Stored records
*** Block opens ***
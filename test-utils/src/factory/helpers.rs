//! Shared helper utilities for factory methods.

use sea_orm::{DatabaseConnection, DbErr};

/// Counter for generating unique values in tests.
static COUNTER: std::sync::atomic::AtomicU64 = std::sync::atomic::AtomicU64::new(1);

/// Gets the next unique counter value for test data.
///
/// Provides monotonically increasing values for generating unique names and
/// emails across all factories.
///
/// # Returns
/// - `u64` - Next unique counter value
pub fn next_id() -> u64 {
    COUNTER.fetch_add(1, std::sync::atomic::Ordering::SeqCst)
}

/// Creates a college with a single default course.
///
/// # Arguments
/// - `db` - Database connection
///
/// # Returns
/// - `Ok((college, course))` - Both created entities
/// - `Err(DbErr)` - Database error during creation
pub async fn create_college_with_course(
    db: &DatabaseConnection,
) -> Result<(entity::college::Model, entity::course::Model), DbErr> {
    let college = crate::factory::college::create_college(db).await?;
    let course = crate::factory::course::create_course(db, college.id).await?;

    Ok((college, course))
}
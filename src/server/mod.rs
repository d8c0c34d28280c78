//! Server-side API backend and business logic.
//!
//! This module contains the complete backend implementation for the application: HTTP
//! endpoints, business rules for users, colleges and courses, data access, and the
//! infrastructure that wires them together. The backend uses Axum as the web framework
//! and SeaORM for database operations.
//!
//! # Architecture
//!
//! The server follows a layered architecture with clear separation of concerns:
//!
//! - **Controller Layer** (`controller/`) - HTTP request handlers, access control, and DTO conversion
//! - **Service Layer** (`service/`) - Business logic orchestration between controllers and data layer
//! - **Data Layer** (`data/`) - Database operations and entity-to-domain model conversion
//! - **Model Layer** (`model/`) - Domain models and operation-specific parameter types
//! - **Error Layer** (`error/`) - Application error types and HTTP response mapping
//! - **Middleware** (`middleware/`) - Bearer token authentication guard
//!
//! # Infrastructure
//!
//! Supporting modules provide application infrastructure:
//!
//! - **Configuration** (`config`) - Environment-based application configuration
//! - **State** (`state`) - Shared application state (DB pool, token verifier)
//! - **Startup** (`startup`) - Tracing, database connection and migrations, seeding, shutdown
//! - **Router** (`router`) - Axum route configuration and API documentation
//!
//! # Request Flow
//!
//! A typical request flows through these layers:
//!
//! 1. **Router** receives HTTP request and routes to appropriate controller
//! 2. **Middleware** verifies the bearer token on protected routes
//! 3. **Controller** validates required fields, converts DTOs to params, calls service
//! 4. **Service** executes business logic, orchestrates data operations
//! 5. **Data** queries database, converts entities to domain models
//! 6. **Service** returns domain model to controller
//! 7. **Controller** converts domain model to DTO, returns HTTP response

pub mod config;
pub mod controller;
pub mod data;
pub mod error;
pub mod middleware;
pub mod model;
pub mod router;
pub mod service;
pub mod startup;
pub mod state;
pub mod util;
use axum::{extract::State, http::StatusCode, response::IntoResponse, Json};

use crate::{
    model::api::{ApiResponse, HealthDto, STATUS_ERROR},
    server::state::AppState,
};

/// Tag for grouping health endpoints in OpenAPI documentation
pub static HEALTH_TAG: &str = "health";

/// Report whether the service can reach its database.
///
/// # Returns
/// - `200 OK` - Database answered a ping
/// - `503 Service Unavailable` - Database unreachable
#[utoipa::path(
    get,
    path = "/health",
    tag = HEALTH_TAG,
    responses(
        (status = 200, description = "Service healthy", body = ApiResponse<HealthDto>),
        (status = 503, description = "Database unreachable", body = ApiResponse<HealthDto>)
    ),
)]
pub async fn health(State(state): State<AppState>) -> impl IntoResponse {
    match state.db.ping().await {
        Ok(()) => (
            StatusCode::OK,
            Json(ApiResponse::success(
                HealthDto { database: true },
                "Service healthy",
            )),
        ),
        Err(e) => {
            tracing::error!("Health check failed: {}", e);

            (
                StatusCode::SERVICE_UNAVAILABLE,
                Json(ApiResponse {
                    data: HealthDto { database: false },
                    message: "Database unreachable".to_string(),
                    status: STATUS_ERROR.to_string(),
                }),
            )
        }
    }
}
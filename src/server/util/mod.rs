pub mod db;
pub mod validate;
*** Block closes ***
**What this task involves:**
Here the output must be the lines above from the line with "repository d8c0c34d28280c78" to the line with "pool, token verifier)", both included, duplicated word for word and nothing else.

**Task output:**
repository d8c0c34d28280c78
//! Server-side API backend and business logic.
//!
//! This module contains the complete backend implementation for the application: HTTP
//! endpoints, business rules for users, colleges and courses, data access, and the
//! infrastructure that wires them together. The backend uses Axum as the web framework
//! and SeaORM for database operations.
//!
//! # Architecture
//!
//! The server follows a layered architecture with clear separation of concerns:
//!
//! - **Controller Layer** (`controller/`) - HTTP request handlers, access control, and DTO conversion
//! - **Service Layer** (`service/`) - Business logic orchestration between controllers and data layer
//! - **Data Layer** (`data/`) - Database operations and entity-to-domain model conversion
//! - **Model Layer** (`model/`) - Domain models and operation-specific parameter types
//! - **Error Layer** (`error/`) - Application error types and HTTP response mapping
//! - **Middleware** (`middleware/`) - Bearer token authentication guard
//!
//! # Infrastructure
//!
//! Supporting modules provide application infrastructure:
//!
//! - **Configuration** (`config`) - Environment-based application configuration
//! - **State** (`state`) - Shared application state (DB pool, token verifier)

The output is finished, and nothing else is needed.